Family Meals Focus
The Ellyn Satter Institute Newsletter
Prairie as a life metaphor
by Ellyn Satter, Registered Dietitian and Family Therapist
This month, we have a change of pace in honor of August – vacation month, last gasp before the push back to school. This issue of Family Meals Focus is for and about young mothers who are finding their way with home and career. Many of today’s young fathers identify with this story, as well, and you have my blessings. We are all in this together.
Weaving together all the threads
One of my friends, now in her 40s, recently got a job that allows her to weave together the threads of everything she has ever done. After getting her education and working a while, she took time out to raise her family. I have seen many other women and a few men do this, and I did it too. I consider it a great privilege, and I wouldn’t trade it for anything. At the same time, it was hard. I still don’t fully understand why staying home with children is so hard. I have seen others experience the same ennui that I did, and beyond offering my encouragement, I haven’t been able to explain what those feelings are all about. I suspect that it has something to do with lack of creativity. It seems so irreverent to say that being with children 24/7 is not creative, but there it is!
During those stay-at-home years, to challenge myself, I worked part-part time, did volunteer work, read and thought, taught and took the occasional workshop and University course, and puttered away at writing Child of Mine. When I was 41 years old, my youngest child was 11 years old, Child of Mine was published, I got my master’s degree in clinical social work, and I hung out my shingle as a family therapist specializing in eating and feeding. At that point, I discovered that those child-raising years had been tremendously productive for me. To tell you why, let me share a metaphor that grows out of my native gardening hobby.
It’s all about trust in yourself and your life circumstances.
We remember the pre-settlement prairie
I love the prairie, and here in Wisconsin we enthusiastically preserve prairie remnants and restore native prairie. In pre-settlement times, grasses and flowers dominated the plains from the Appalachians to the Rockies. Prairies grew “as tall as a man on horseback” and were broken only by the occasional small grove of huge old oak trees. Periodically, fires swept the prairies and reduced them to ash.
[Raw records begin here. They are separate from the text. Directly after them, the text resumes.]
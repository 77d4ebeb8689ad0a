//! Redis store implementation - every limiter script runs server-side as Lua.

use std::collections::HashMap;
use std::future::Future;
use std::time::Duration;

use async_trait::async_trait;
use redis::aio::ConnectionManager;
use redis::{AsyncCommands, Client, RedisError, Script};

use tollgate_core::domain::{
    AtomicScript, LAST_REFILL_FIELD, ScriptReply, TOKENS_FIELD, WINDOW_START_FIELD,
};
use tollgate_core::{AtomicStore, SetOptions, StoreError};

/// Redis connection configuration.
#[derive(Debug, Clone)]
pub struct RedisStoreConfig {
    /// Redis URL (e.g., redis://localhost:6379)
    pub url: String,
    /// Connection timeout
    pub connect_timeout: Duration,
    /// Upper bound for any single command or script round trip
    pub command_timeout: Duration,
    /// Whether callers should fall back to the in-memory store if Redis is unavailable
    pub fallback_to_memory: bool,
}

impl Default for RedisStoreConfig {
    fn default() -> Self {
        Self {
            url: "redis://localhost:6379".to_string(),
            connect_timeout: Duration::from_secs(5),
            command_timeout: Duration::from_millis(500),
            fallback_to_memory: false,
        }
    }
}

impl RedisStoreConfig {
    /// Load configuration from environment variables.
    pub fn from_env() -> Self {
        Self {
            url: std::env::var("REDIS_URL")
                .unwrap_or_else(|_| "redis://localhost:6379".to_string()),
            connect_timeout: Duration::from_secs(
                std::env::var("REDIS_CONNECT_TIMEOUT_SECS")
                    .ok()
                    .and_then(|s| s.parse().ok())
                    .unwrap_or(5),
            ),
            command_timeout: Duration::from_millis(
                std::env::var("REDIS_COMMAND_TIMEOUT_MS")
                    .ok()
                    .and_then(|s| s.parse().ok())
                    .unwrap_or(500),
            ),
            fallback_to_memory: std::env::var("REDIS_FALLBACK_TO_MEMORY")
                .map(|v| v == "true" || v == "1")
                .unwrap_or(false),
        }
    }
}

// Returns the post-increment value; the expiry is only set by the creating increment.
const INCR_WITH_EXPIRY: &str = r#"
local current = redis.call("INCR", KEYS[1])
if current == 1 then
    redis.call("PEXPIRE", KEYS[1], ARGV[1])
end
return current
"#;

// Returns {success, tokens, reset_at}.
const TAKE_TOKENS_FIXED: &str = r#"
local key = KEYS[1]
local capacity = tonumber(ARGV[1])
local cost = tonumber(ARGV[2])
local window_start = tonumber(ARGV[3])
local interval_ms = tonumber(ARGV[4])
local tokens_field = ARGV[5]
local window_start_field = ARGV[6]

local tokens = tonumber(redis.call("HGET", key, tokens_field)) or capacity
local reset_at = window_start + interval_ms

if tokens < cost then
    return {0, tokens, reset_at}
end

tokens = tokens - cost
redis.call("HSET", key, tokens_field, tokens, window_start_field, window_start)
redis.call("PEXPIRE", key, interval_ms)

return {1, tokens, reset_at}
"#;

// Returns {success, tokens, reset_at}. A rejection writes nothing, not even the refill.
const TAKE_TOKENS_SLIDING: &str = r#"
local key = KEYS[1]
local capacity = tonumber(ARGV[1])
local cost = tonumber(ARGV[2])
local interval_ms = tonumber(ARGV[3])
local refill_rate = tonumber(ARGV[4])
local now = tonumber(ARGV[5])
local tokens_field = ARGV[6]
local last_refill_field = ARGV[7]

local state = redis.call("HMGET", key, tokens_field, last_refill_field)
local stored = tonumber(state[1])
local last_refill = tonumber(state[2])

if stored == nil or last_refill == nil then
    stored = capacity
    last_refill = now
end

local elapsed = math.max(0, now - last_refill)
local refill = math.floor(elapsed * refill_rate / interval_ms)
local tokens = math.min(capacity, stored + refill)

if tokens < cost then
    local reset_at = now + interval_ms
    if refill_rate > 0 and cost <= capacity then
        -- The record expires one interval after the last take and comes back full.
        local wait = math.ceil((cost - stored) * interval_ms / refill_rate)
        reset_at = last_refill + math.min(wait, interval_ms)
    end
    return {0, tokens, reset_at}
end

tokens = tokens - cost
redis.call("HSET", key, tokens_field, tokens, last_refill_field, now)
redis.call("PEXPIRE", key, interval_ms)

return {1, tokens, now + interval_ms}
"#;

// Returns {success, slots_in_use}.
const ACQUIRE_SLOT: &str = r#"
local key = KEYS[1]
local max = tonumber(ARGV[1])
local timeout_ms = tonumber(ARGV[2])

local count = tonumber(redis.call("GET", key)) or 0
if count >= max then
    return {0, count}
end

count = redis.call("INCR", key)
redis.call("PEXPIRE", key, timeout_ms)

return {1, count}
"#;

// Returns {slots_in_use}. DECR keeps the expiry set by the last acquire.
const RELEASE_SLOT: &str = r#"
local key = KEYS[1]

local count = tonumber(redis.call("GET", key))
if count == nil then
    return {0}
end

if count <= 1 then
    redis.call("DEL", key)
    return {0}
end

return {redis.call("DECR", key)}
"#;

struct Scripts {
    incr_with_expiry: Script,
    take_tokens_fixed: Script,
    take_tokens_sliding: Script,
    acquire_slot: Script,
    release_slot: Script,
}

impl Scripts {
    fn load() -> Self {
        Self {
            incr_with_expiry: Script::new(INCR_WITH_EXPIRY),
            take_tokens_fixed: Script::new(TAKE_TOKENS_FIXED),
            take_tokens_sliding: Script::new(TAKE_TOKENS_SLIDING),
            acquire_slot: Script::new(ACQUIRE_SLOT),
            release_slot: Script::new(RELEASE_SLOT),
        }
    }
}

fn store_error(e: RedisError) -> StoreError {
    if e.is_io_error() || e.is_connection_refusal() || e.is_connection_dropped() {
        StoreError::Connection(e.to_string())
    } else {
        StoreError::Operation(e.to_string())
    }
}

/// Redis-backed atomic store.
///
/// Uses connection manager for automatic reconnection. Scripts are sent with
/// EVALSHA and transparently reloaded when the server does not know them.
pub struct RedisStore {
    conn: ConnectionManager,
    config: RedisStoreConfig,
    scripts: Scripts,
}

impl RedisStore {
    pub async fn new(config: RedisStoreConfig) -> Result<Self, StoreError> {
        let client =
            Client::open(config.url.as_str()).map_err(|e| StoreError::Connection(e.to_string()))?;

        // Use timeout to prevent hanging if Redis is unreachable
        let conn_manager_fut = ConnectionManager::new(client);
        let conn = tokio::time::timeout(config.connect_timeout, conn_manager_fut)
            .await
            .map_err(|_| StoreError::Connection("Connection timed out".to_string()))?
            .map_err(|e| StoreError::Connection(e.to_string()))?;

        tracing::info!(url = %config.url, "Connected to Redis store");

        Ok(Self {
            conn,
            config,
            scripts: Scripts::load(),
        })
    }

    /// Create from environment configuration.
    pub async fn from_env() -> Result<Self, StoreError> {
        Self::new(RedisStoreConfig::from_env()).await
    }

    pub fn config(&self) -> &RedisStoreConfig {
        &self.config
    }

    /// Run one round trip under the command timeout.
    async fn bounded<T, F>(&self, operation: &'static str, fut: F) -> Result<T, StoreError>
    where
        F: Future<Output = Result<T, RedisError>>,
    {
        match tokio::time::timeout(self.config.command_timeout, fut).await {
            Ok(result) => result.map_err(store_error),
            Err(_) => {
                tracing::warn!(
                    operation,
                    timeout_ms = self.config.command_timeout.as_millis() as u64,
                    "Redis command timed out"
                );
                Err(StoreError::Timeout(self.config.command_timeout))
            }
        }
    }
}

#[async_trait]
impl AtomicStore for RedisStore {
    async fn get(&self, key: &str) -> Result<Option<String>, StoreError> {
        let mut conn = self.conn.clone();
        let value: Option<String> = self.bounded("get", conn.get(key)).await?;
        Ok(value)
    }

    async fn set(&self, key: &str, value: &str, options: SetOptions) -> Result<bool, StoreError> {
        let mut conn = self.conn.clone();

        let mut cmd = redis::cmd("SET");
        cmd.arg(key).arg(value);
        if let Some(ttl) = options.ttl {
            cmd.arg("PX").arg(ttl.as_millis() as u64);
        }
        if options.only_if_absent {
            cmd.arg("NX");
        }

        let reply: Option<String> = self.bounded("set", cmd.query_async(&mut conn)).await?;
        Ok(reply.is_some())
    }

    async fn delete(&self, key: &str) -> Result<bool, StoreError> {
        let mut conn = self.conn.clone();
        let removed: i64 = self.bounded("delete", conn.del(key)).await?;
        Ok(removed > 0)
    }

    async fn incr_with_expiry(&self, key: &str, ttl: Duration) -> Result<i64, StoreError> {
        let mut conn = self.conn.clone();
        let mut invocation = self.scripts.incr_with_expiry.key(key);
        invocation.arg(ttl.as_millis() as u64);

        let count: i64 = self
            .bounded("incr_with_expiry", invocation.invoke_async(&mut conn))
            .await?;
        Ok(count)
    }

    async fn hash_get_all(&self, key: &str) -> Result<HashMap<String, String>, StoreError> {
        let mut conn = self.conn.clone();
        let fields: HashMap<String, String> =
            self.bounded("hash_get_all", conn.hgetall(key)).await?;
        Ok(fields)
    }

    async fn hash_set_with_expiry(
        &self,
        key: &str,
        fields: &[(&str, String)],
        ttl: Duration,
    ) -> Result<(), StoreError> {
        let mut conn = self.conn.clone();

        let mut pipe = redis::pipe();
        pipe.atomic()
            .hset_multiple(key, fields)
            .ignore()
            .pexpire(key, ttl.as_millis() as i64)
            .ignore();

        let _: () = self
            .bounded("hash_set_with_expiry", pipe.query_async(&mut conn))
            .await?;
        Ok(())
    }

    async fn eval(&self, key: &str, script: &AtomicScript) -> Result<ScriptReply, StoreError> {
        let mut conn = self.conn.clone();

        let invocation = match *script {
            AtomicScript::TakeTokensFixed {
                capacity,
                cost,
                window_start_ms,
                interval_ms,
            } => {
                let mut invocation = self.scripts.take_tokens_fixed.key(key);
                invocation
                    .arg(capacity)
                    .arg(cost)
                    .arg(window_start_ms)
                    .arg(interval_ms)
                    .arg(TOKENS_FIELD)
                    .arg(WINDOW_START_FIELD);
                invocation
            }
            AtomicScript::TakeTokensSliding {
                capacity,
                cost,
                interval_ms,
                refill_rate,
                now_ms,
            } => {
                let mut invocation = self.scripts.take_tokens_sliding.key(key);
                invocation
                    .arg(capacity)
                    .arg(cost)
                    .arg(interval_ms)
                    .arg(refill_rate)
                    .arg(now_ms)
                    .arg(TOKENS_FIELD)
                    .arg(LAST_REFILL_FIELD);
                invocation
            }
            AtomicScript::AcquireSlot { max, timeout_ms } => {
                let mut invocation = self.scripts.acquire_slot.key(key);
                invocation.arg(max).arg(timeout_ms);
                invocation
            }
            AtomicScript::ReleaseSlot => self.scripts.release_slot.key(key),
        };

        let values: Vec<i64> = self
            .bounded(script.name(), invocation.invoke_async(&mut conn))
            .await?;

        tracing::trace!(key, script = script.name(), reply = ?values, "Script evaluated");
        Ok(ScriptReply(values))
    }
}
The fires were started by lightening or by Indians who had observed that grazing animals preferred the tender grass that grew back through the ashes. The old oaks survived the fires because they had very thick bark. In contrast, the young oaks that sprouted from the acorns were burned to the ground.
When the settlers came, they plowed the prairies to plant their crops, and that stopped the fires. And the young oaks grew like weeds. The settlers got the impression that the oak was a very fast-growing tree, when in reality, it grows very slowly. But those young oaks had root systems which were decades – centuries – millennia old. When the fires stopped, they got their chance, and grew and grew.
You are developing your roots
You are like the young oaks. Over the years, as you raise your family and live your life, you develop your root systems – your skills and resources. When the time is right, you too will grow rapidly. I was born in 1942, and I think I got a lot accomplished in the last 35 years. The same can hold true for you. Trust yourself, trust life to give you opportunities to grow, do it at your own pace, and know that you will find the path that is right for you. What does this have to do with eating competence and feeding dynamics? It’s all about trust – trust in yourself and your life circumstances.